**Task directions**.
When you reach the line in the listing below that contains "filename access_group_core/src/crypto/signer/sync_signer.rs", begin returning lines exactly as written, and stop after the line that contains "self.try_sign(payload_bytes)". Return no other lines.

····················

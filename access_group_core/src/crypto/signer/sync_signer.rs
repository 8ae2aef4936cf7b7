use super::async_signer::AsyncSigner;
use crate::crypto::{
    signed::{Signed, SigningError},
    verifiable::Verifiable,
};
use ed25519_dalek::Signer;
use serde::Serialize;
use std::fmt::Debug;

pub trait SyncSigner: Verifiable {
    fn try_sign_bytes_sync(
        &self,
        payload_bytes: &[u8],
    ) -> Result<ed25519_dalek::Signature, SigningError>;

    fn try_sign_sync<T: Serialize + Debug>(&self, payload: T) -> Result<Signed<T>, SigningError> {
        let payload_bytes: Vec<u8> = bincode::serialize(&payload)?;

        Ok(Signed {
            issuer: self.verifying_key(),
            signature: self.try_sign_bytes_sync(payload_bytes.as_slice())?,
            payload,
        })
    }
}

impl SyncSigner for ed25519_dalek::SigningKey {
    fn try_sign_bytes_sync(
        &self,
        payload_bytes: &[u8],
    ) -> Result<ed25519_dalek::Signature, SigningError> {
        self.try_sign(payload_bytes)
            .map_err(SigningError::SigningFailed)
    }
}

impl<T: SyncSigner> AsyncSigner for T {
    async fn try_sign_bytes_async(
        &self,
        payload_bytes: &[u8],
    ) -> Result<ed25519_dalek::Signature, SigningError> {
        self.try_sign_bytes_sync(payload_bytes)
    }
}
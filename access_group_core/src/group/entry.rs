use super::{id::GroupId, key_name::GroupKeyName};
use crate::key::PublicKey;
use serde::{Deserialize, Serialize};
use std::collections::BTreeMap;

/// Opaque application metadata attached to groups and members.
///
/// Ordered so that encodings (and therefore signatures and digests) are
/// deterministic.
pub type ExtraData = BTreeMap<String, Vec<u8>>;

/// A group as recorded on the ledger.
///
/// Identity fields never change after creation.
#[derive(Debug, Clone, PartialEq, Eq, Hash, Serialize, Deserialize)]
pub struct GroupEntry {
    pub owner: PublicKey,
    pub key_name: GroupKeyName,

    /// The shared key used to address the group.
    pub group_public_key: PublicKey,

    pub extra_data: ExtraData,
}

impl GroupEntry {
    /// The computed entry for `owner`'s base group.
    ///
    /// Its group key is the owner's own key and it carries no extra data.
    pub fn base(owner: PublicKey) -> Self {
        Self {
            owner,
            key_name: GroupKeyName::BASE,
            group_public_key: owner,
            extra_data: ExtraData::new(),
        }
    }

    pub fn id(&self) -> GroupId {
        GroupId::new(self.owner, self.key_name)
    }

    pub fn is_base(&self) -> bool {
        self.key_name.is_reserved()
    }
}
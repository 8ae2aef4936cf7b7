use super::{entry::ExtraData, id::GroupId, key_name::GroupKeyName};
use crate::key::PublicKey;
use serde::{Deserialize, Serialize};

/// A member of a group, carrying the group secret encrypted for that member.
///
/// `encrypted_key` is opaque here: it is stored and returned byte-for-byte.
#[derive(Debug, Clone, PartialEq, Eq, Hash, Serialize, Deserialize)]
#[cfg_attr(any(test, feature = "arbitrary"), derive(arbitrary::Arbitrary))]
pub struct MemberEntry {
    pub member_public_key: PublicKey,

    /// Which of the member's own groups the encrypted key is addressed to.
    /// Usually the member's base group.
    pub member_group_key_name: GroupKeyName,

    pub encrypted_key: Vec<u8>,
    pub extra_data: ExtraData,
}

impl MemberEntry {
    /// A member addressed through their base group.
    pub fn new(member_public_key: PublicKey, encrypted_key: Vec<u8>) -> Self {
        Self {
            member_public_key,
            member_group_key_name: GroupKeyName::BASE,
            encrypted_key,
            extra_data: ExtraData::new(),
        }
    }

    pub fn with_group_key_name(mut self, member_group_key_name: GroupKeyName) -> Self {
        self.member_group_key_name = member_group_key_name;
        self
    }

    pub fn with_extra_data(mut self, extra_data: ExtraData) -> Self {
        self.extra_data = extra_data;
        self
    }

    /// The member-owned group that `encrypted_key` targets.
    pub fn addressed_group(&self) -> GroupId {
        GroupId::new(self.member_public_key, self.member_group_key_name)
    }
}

····················

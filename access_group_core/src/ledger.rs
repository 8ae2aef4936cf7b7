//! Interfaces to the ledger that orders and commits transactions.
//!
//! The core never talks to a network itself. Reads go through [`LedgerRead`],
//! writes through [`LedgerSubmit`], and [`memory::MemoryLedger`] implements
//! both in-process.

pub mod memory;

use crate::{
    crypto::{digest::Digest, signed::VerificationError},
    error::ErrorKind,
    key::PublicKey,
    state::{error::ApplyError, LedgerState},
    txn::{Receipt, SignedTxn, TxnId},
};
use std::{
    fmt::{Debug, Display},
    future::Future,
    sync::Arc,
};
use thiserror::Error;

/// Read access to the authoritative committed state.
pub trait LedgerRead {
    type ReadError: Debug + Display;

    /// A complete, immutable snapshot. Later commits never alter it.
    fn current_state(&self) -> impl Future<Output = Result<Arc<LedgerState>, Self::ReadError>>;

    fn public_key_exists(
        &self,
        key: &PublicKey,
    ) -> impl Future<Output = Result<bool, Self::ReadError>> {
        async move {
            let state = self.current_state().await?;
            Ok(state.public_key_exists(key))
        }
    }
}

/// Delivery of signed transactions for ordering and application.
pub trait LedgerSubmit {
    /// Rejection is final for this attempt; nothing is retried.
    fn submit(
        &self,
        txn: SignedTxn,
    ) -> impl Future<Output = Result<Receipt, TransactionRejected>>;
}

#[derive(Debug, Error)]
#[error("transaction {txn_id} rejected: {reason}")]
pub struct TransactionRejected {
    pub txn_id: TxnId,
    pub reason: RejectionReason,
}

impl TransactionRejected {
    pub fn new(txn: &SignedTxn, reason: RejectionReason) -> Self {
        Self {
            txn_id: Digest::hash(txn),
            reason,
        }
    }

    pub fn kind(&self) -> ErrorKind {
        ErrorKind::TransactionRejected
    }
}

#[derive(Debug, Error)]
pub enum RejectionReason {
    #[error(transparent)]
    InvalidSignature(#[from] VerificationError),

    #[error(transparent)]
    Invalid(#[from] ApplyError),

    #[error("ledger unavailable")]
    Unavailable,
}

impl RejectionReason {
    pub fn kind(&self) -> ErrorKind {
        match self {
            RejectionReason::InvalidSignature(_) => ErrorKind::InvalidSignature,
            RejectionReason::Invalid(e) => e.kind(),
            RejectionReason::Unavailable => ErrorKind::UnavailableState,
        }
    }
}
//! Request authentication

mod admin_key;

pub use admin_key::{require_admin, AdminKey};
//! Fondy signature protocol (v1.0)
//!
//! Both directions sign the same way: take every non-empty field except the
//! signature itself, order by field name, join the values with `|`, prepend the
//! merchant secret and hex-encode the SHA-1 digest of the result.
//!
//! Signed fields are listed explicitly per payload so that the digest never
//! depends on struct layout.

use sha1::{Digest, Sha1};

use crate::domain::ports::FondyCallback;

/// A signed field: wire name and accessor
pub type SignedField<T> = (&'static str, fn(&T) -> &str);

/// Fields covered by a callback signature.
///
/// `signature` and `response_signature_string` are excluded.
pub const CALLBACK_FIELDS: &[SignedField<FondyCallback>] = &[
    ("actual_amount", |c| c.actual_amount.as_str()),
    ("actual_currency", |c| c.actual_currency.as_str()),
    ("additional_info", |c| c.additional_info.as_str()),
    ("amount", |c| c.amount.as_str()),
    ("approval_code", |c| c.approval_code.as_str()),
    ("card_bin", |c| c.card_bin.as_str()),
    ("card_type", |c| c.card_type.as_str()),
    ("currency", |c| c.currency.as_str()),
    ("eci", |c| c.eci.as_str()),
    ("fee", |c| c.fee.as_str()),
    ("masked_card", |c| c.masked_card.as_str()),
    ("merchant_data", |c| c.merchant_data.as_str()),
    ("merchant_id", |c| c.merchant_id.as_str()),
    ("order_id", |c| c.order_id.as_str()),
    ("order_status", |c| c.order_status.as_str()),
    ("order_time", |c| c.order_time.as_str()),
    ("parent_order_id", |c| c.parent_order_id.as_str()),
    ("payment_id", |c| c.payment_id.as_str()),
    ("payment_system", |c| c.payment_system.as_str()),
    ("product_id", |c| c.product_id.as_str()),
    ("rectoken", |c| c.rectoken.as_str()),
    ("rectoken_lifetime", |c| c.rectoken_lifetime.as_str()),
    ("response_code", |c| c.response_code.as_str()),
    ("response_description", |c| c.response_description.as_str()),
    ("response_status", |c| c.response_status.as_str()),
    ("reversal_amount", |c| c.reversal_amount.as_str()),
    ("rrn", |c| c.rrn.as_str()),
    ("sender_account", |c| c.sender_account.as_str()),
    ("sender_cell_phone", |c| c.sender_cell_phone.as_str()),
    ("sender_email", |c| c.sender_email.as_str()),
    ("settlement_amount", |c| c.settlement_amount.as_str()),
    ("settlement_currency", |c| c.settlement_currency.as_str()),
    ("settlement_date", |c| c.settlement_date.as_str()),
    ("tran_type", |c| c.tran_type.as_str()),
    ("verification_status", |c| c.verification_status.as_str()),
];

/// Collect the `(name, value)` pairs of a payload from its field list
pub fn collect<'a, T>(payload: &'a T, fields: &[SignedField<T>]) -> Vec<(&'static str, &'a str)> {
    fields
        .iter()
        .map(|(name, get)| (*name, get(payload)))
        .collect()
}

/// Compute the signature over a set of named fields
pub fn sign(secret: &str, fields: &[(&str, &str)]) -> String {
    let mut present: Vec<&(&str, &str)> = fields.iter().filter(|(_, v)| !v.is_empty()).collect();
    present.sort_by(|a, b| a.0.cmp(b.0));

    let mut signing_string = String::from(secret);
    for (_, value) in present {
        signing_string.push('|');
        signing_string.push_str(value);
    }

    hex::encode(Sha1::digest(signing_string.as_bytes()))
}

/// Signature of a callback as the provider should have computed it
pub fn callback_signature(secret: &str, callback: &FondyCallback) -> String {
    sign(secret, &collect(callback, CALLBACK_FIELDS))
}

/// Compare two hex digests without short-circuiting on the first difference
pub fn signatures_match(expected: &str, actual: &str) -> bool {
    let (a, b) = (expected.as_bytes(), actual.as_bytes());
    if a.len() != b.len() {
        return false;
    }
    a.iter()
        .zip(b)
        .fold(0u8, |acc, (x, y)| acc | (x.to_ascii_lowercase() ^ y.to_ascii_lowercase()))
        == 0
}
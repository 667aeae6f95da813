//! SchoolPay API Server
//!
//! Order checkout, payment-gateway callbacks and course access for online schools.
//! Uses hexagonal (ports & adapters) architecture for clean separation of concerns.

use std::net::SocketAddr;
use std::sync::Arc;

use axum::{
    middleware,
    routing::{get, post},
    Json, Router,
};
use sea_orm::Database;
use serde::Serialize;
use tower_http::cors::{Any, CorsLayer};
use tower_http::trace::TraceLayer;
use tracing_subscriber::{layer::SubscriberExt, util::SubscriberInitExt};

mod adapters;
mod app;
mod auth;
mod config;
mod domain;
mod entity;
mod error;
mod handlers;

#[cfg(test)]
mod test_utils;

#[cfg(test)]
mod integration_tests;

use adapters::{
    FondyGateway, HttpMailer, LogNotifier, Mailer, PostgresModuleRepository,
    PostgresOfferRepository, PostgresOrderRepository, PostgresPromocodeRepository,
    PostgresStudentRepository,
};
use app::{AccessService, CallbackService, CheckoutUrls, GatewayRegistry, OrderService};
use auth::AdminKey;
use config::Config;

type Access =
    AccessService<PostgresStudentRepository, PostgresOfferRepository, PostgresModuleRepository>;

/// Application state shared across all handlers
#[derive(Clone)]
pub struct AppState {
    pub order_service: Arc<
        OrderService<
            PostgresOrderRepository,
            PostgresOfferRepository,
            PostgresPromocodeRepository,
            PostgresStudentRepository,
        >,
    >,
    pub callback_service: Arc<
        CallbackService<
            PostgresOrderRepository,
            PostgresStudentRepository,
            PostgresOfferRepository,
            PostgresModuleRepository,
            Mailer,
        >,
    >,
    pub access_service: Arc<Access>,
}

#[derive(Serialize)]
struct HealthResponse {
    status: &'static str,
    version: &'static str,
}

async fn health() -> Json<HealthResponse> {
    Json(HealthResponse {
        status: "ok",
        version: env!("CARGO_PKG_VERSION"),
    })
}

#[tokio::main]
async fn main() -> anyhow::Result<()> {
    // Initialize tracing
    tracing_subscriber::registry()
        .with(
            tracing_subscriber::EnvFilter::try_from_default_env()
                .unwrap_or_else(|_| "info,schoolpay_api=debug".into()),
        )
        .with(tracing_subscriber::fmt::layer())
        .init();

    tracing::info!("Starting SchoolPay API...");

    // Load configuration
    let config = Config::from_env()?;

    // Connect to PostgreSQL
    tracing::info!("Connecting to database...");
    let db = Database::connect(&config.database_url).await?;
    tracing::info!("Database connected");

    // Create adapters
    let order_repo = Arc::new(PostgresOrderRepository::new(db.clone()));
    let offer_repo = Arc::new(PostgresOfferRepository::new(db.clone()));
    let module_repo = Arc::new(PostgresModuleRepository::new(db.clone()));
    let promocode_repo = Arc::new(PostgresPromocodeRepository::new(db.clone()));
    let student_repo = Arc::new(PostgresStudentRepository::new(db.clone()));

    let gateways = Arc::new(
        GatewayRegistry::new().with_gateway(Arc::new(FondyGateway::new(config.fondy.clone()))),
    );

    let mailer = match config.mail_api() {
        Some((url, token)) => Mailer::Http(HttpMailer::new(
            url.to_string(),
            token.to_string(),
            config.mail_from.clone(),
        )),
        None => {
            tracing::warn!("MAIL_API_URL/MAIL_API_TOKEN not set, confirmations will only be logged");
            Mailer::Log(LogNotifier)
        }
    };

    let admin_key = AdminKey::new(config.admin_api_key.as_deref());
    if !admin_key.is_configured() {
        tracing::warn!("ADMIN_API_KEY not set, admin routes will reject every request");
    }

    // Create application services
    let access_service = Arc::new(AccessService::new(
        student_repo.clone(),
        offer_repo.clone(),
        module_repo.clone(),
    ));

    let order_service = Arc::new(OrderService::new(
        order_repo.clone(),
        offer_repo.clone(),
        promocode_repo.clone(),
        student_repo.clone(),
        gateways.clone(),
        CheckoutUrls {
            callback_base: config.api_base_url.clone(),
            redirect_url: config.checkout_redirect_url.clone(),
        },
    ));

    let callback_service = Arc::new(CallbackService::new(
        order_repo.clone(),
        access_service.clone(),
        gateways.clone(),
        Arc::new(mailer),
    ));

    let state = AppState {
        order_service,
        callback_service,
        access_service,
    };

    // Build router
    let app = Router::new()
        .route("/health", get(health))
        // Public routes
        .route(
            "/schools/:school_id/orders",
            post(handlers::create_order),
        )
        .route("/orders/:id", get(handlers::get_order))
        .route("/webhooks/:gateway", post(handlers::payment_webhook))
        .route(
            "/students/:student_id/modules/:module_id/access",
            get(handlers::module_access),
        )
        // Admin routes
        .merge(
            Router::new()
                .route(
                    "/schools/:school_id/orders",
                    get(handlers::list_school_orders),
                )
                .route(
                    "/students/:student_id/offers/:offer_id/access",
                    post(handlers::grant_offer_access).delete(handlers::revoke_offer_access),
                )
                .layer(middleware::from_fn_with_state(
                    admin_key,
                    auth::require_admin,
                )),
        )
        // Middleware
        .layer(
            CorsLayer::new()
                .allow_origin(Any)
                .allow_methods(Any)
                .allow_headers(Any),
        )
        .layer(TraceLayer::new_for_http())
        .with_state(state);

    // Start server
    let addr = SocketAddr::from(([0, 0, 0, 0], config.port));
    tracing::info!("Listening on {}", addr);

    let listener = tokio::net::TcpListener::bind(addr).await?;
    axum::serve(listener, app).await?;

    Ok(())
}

····················

**Response box**.
filename access_group_core/src/crypto/signer/sync_signer.rs
repository 8ae2aef4936cf7b7
use super::async_signer::AsyncSigner;
use crate::crypto::{
    signed::{Signed, SigningError},
    verifiable::Verifiable,
};
use ed25519_dalek::Signer;
use serde::Serialize;
use std::fmt::Debug;

pub trait SyncSigner: Verifiable {
    fn try_sign_bytes_sync(
        &self,
        payload_bytes: &[u8],
    ) -> Result<ed25519_dalek::Signature, SigningError>;

    fn try_sign_sync<T: Serialize + Debug>(&self, payload: T) -> Result<Signed<T>, SigningError> {
        let payload_bytes: Vec<u8> = bincode::serialize(&payload)?;

        Ok(Signed {
            issuer: self.verifying_key(),
            signature: self.try_sign_bytes_sync(payload_bytes.as_slice())?,
            payload,
        })
    }
}

impl SyncSigner for ed25519_dalek::SigningKey {
    fn try_sign_bytes_sync(
        &self,
        payload_bytes: &[u8],
    ) -> Result<ed25519_dalek::Signature, SigningError> {
        self.try_sign(payload_bytes)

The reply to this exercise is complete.